Condition (3) can be replaced by the following condition

$$\underset{\delta \to 0^{+}}{lim}\underset{f\in S}{\sup }{∥A_{\delta }f-f∥}_{L_p\left({\mathbb{R}}^n\right)}=0.$$

That is, the following Fréchet–Kolmogorov theorem on the pre-compactness of sets in $L_p\left({\mathbb{R}}^n\right)$ in terms of averaging functions is true.

Theorem 2

([23]). A set $S\subset L_p\left({\mathbb{R}}^n\right)$, where $1\le p<\infty$, is pre-compact if and only if

$$\underset{f\in S}{\sup }{∥f∥}_{L_p\left({\mathbb{R}}^n\right)}<\infty ,$$

(5)

$$\underset{\delta \to 0^{+}}{lim}\underset{f\in S}{\sup }{∥A_{\delta }f-f∥}_{L_p\left({\mathbb{R}}^n\right)}=0,$$

(6)

and

$$\underset{R\to \infty }{lim}\underset{f\in S}{\sup }{∥f∥}_{L_p{(}^{c}B(0,R))}=0.$$

(7)

It is clear that

$$\left(A_{\delta }f\right)\left(x\right)=\underset{B(0,\delta )}{\int }{\psi }_{\delta }\left(y\right)f(x-y)dy=({\psi }_{\delta }\ast f)\left(x\right),x\in {\mathbb{R}}^n,$$

(8)

where ${\psi }_{\delta }\left(x\right)={\displaystyle \frac{{{\chi }_{B(0,\delta )}}^{\left(x\right)}}{\left|B\right(0,\delta \left)\right|}}$.

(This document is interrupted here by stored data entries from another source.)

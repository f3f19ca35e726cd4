use std::time::Duration;

use serde_json::json;

use crate::config::EscalationConfig;

const WEBHOOK_TIMEOUT: Duration = Duration::from_secs(5);

/// Flags utterances that mention an emergency and hands them to a human channel.
#[derive(Debug, Clone)]
pub struct Escalation {
    keywords: Vec<String>,
    webhook_url: Option<String>,
    client: reqwest::Client,
}

impl Escalation {
    pub fn new(config: &EscalationConfig) -> Self {
        let keywords = config
            .keywords
            .iter()
            .map(|k| k.trim().to_lowercase())
            .filter(|k| !k.is_empty())
            .collect();
        let webhook_url = Some(config.webhook_url.trim().to_string()).filter(|u| !u.is_empty());
        Self {
            keywords,
            webhook_url,
            client: reqwest::Client::new(),
        }
    }

    pub fn disabled() -> Self {
        Self {
            keywords: Vec::new(),
            webhook_url: None,
            client: reqwest::Client::new(),
        }
    }

    /// Case-insensitive substring match against the configured keywords.
    pub fn matches(&self, text: &str) -> bool {
        if self.keywords.is_empty() {
            return false;
        }
        let lower = text.to_lowercase();
        self.keywords.iter().any(|k| lower.contains(k.as_str()))
    }

    /// Logs the escalation and posts it to the webhook if one is configured.
    pub async fn raise(&self, call: &str, text: &str) {
        log::warn!("[ESCALATION] call {}: {}", call, text);

        let Some(url) = &self.webhook_url else {
            return;
        };
        let body = json!({ "call": call, "text": text });
        let result = tokio::time::timeout(
            WEBHOOK_TIMEOUT,
            self.client.post(url).json(&body).send(),
        )
        .await;
        match result {
            Ok(Ok(resp)) if resp.status().is_success() => {
                log::info!("Escalation for {} delivered", call);
            }
            Ok(Ok(resp)) => log::error!("Escalation webhook returned {}", resp.status()),
            Ok(Err(e)) => log::error!("Escalation webhook failed: {}", e),
            Err(_) => log::error!(
                "Escalation webhook timed out after {}s",
                WEBHOOK_TIMEOUT.as_secs()
            ),
        }
    }
}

Let $f\in L_1^{loc}\left({\mathbb{R}}^n\right)$. The Riesz potential $I_{\alpha }\left(f\right)$ is defined by

$$\left(I_{\alpha }f\right)\left(x\right)=\underset{{\mathbb{R}}^n}{\int }{\displaystyle \frac{f\left(y\right)}{{|x-y|}^{n-\alpha }}}dy,x\in {\mathbb{R}}^n,0<\alpha <n.$$

The Riesz potential $I_{\alpha }$ plays an important role in the harmonic analysis and in the theory of operators.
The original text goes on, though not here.